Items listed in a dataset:
+-------+
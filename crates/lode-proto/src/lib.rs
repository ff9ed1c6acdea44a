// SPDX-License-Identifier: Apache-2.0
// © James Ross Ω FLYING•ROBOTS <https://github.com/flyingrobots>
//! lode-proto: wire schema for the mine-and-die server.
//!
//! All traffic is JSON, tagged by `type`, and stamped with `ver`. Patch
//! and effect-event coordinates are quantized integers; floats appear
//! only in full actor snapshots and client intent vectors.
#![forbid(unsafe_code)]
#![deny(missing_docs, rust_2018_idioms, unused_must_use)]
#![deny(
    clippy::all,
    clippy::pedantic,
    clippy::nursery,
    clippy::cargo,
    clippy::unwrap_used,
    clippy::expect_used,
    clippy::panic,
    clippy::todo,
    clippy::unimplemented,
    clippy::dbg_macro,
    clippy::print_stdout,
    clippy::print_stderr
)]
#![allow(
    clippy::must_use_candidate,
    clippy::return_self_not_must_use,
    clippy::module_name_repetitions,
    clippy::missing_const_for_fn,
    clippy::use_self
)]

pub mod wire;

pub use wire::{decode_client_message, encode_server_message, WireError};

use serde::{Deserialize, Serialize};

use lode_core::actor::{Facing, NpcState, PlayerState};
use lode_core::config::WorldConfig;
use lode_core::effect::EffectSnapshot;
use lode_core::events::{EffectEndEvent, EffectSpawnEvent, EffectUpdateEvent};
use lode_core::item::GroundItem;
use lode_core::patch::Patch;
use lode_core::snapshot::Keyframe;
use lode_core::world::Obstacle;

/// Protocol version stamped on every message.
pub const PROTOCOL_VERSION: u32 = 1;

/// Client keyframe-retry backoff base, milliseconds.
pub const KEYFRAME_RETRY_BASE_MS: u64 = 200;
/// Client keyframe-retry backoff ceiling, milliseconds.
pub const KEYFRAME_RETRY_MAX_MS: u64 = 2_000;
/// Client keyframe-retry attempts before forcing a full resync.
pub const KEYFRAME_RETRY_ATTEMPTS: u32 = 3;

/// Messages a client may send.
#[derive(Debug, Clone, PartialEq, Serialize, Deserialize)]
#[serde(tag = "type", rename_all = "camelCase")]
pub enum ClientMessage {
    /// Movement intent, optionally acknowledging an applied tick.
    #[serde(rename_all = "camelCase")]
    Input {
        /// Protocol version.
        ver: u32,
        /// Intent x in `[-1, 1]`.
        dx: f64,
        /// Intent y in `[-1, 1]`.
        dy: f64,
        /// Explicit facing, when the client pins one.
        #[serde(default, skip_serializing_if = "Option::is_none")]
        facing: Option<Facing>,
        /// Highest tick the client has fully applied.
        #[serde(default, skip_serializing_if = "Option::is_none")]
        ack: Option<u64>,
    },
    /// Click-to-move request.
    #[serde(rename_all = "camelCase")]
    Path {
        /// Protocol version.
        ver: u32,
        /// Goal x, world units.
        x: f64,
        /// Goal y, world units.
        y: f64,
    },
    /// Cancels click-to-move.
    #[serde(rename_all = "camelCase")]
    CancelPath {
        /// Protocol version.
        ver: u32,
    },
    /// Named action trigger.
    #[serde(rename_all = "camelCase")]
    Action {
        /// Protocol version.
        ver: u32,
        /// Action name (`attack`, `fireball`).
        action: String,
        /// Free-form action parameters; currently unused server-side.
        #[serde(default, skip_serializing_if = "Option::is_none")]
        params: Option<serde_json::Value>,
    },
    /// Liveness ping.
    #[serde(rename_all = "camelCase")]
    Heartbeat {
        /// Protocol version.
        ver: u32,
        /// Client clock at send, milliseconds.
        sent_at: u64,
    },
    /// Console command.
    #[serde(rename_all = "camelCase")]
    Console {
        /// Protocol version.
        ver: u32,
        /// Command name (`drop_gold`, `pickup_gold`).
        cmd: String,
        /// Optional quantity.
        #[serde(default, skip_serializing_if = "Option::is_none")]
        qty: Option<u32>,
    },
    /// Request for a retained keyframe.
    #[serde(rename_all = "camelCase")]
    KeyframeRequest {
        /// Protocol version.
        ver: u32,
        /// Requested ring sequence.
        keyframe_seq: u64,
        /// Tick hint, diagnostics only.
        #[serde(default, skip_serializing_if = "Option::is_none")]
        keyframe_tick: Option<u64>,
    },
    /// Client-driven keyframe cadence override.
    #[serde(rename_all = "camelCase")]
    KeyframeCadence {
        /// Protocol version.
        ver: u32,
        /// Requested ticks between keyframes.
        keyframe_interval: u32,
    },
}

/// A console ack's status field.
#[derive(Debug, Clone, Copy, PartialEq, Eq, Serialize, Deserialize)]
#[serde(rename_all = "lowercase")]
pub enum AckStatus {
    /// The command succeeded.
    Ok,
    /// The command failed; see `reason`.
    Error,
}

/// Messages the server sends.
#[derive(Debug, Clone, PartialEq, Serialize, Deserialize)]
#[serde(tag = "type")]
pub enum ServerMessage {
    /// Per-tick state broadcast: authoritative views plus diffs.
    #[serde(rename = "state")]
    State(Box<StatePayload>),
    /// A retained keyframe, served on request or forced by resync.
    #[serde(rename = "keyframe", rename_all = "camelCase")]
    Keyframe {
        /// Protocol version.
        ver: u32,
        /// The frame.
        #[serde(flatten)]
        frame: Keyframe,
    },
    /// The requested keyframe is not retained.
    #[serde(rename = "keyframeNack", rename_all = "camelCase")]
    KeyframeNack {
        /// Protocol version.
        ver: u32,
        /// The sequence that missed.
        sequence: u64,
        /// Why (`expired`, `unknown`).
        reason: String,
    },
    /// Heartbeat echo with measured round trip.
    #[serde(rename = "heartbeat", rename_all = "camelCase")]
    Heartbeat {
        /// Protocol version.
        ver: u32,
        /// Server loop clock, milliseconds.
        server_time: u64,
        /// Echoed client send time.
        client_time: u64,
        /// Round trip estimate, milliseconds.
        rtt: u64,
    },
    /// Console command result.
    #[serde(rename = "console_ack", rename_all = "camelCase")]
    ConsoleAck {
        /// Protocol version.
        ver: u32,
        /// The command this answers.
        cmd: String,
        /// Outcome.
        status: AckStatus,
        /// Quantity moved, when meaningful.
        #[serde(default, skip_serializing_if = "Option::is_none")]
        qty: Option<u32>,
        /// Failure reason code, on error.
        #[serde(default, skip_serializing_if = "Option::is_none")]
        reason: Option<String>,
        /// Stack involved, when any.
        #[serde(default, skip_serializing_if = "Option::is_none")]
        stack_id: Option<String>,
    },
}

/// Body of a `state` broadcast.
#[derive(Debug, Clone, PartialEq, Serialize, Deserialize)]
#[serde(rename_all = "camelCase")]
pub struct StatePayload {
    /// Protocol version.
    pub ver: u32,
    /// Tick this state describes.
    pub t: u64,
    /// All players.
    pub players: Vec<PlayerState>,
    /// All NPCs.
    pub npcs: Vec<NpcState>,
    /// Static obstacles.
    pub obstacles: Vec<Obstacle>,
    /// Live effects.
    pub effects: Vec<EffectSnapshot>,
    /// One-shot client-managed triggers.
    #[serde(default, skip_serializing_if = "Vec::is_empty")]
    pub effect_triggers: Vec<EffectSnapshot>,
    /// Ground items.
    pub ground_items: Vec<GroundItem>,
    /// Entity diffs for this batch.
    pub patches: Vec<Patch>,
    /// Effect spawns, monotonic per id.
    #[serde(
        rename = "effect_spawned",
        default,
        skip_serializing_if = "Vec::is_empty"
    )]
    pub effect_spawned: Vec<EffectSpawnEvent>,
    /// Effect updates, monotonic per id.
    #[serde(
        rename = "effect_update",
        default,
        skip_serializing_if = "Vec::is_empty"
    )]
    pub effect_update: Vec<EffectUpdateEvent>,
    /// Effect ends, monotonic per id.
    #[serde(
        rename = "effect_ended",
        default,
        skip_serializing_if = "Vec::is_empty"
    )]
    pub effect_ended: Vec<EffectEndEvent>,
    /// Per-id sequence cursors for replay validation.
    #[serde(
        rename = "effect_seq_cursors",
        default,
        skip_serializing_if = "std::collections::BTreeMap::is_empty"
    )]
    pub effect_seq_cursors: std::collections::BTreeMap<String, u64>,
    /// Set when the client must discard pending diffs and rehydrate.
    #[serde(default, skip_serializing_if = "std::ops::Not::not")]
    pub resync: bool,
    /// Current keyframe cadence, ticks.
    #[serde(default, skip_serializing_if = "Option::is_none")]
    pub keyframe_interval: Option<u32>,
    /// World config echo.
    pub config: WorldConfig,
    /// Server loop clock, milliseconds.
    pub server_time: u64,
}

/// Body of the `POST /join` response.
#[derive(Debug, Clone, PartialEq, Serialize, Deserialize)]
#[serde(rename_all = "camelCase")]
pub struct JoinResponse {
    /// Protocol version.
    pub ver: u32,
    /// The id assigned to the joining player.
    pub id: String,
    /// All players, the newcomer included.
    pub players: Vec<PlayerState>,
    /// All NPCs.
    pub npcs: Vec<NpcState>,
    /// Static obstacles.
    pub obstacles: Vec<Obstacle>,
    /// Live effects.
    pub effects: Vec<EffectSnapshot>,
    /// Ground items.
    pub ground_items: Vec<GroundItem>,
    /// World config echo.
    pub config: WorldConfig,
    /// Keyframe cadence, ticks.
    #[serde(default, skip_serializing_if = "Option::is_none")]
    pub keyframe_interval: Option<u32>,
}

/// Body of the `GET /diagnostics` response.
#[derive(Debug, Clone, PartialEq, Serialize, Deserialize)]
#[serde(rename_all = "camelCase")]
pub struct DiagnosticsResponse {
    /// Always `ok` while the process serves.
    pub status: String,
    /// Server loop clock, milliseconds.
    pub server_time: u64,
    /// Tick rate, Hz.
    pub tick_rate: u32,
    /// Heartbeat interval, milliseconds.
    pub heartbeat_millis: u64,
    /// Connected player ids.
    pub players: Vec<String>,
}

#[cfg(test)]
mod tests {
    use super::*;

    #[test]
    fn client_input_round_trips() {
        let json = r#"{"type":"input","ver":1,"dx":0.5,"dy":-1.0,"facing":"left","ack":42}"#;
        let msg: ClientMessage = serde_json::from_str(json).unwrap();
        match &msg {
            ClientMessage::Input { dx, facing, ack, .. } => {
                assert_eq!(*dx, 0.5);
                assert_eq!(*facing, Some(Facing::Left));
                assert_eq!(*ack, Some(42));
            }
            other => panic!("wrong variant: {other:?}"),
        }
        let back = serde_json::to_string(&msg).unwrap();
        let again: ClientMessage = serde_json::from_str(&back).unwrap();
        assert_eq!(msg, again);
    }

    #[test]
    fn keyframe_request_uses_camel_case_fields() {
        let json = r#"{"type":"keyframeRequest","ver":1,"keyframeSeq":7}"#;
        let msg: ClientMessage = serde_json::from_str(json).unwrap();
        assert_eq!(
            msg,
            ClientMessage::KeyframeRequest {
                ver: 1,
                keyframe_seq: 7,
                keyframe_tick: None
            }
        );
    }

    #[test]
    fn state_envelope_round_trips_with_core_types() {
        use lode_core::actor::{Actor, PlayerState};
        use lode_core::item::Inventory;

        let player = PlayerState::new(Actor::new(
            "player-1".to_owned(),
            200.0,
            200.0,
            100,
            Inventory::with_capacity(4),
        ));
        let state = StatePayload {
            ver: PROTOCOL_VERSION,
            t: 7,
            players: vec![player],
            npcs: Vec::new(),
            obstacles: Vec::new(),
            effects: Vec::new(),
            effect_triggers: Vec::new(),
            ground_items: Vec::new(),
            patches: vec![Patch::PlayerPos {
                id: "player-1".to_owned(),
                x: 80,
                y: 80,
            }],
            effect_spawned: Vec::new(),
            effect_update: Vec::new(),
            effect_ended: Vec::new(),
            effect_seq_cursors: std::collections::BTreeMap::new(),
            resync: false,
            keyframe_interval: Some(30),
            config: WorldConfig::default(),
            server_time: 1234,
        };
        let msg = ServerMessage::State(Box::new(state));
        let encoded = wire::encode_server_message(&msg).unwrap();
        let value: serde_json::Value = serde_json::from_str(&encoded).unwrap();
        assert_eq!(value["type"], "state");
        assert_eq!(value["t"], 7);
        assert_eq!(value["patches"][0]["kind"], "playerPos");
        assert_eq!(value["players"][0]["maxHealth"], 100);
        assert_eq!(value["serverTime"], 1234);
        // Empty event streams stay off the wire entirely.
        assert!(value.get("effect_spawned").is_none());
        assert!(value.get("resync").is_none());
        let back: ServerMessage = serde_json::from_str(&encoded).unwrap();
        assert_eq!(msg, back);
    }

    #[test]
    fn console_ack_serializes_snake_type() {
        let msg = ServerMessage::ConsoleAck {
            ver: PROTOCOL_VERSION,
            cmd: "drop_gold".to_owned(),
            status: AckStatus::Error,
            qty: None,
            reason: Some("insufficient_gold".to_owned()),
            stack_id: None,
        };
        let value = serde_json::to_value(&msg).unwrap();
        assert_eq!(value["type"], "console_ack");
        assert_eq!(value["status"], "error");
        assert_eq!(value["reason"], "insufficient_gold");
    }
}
+-------+
### Directions
State how many lines above contain the word "Body", and nothing more.

### Reply to the exercise
3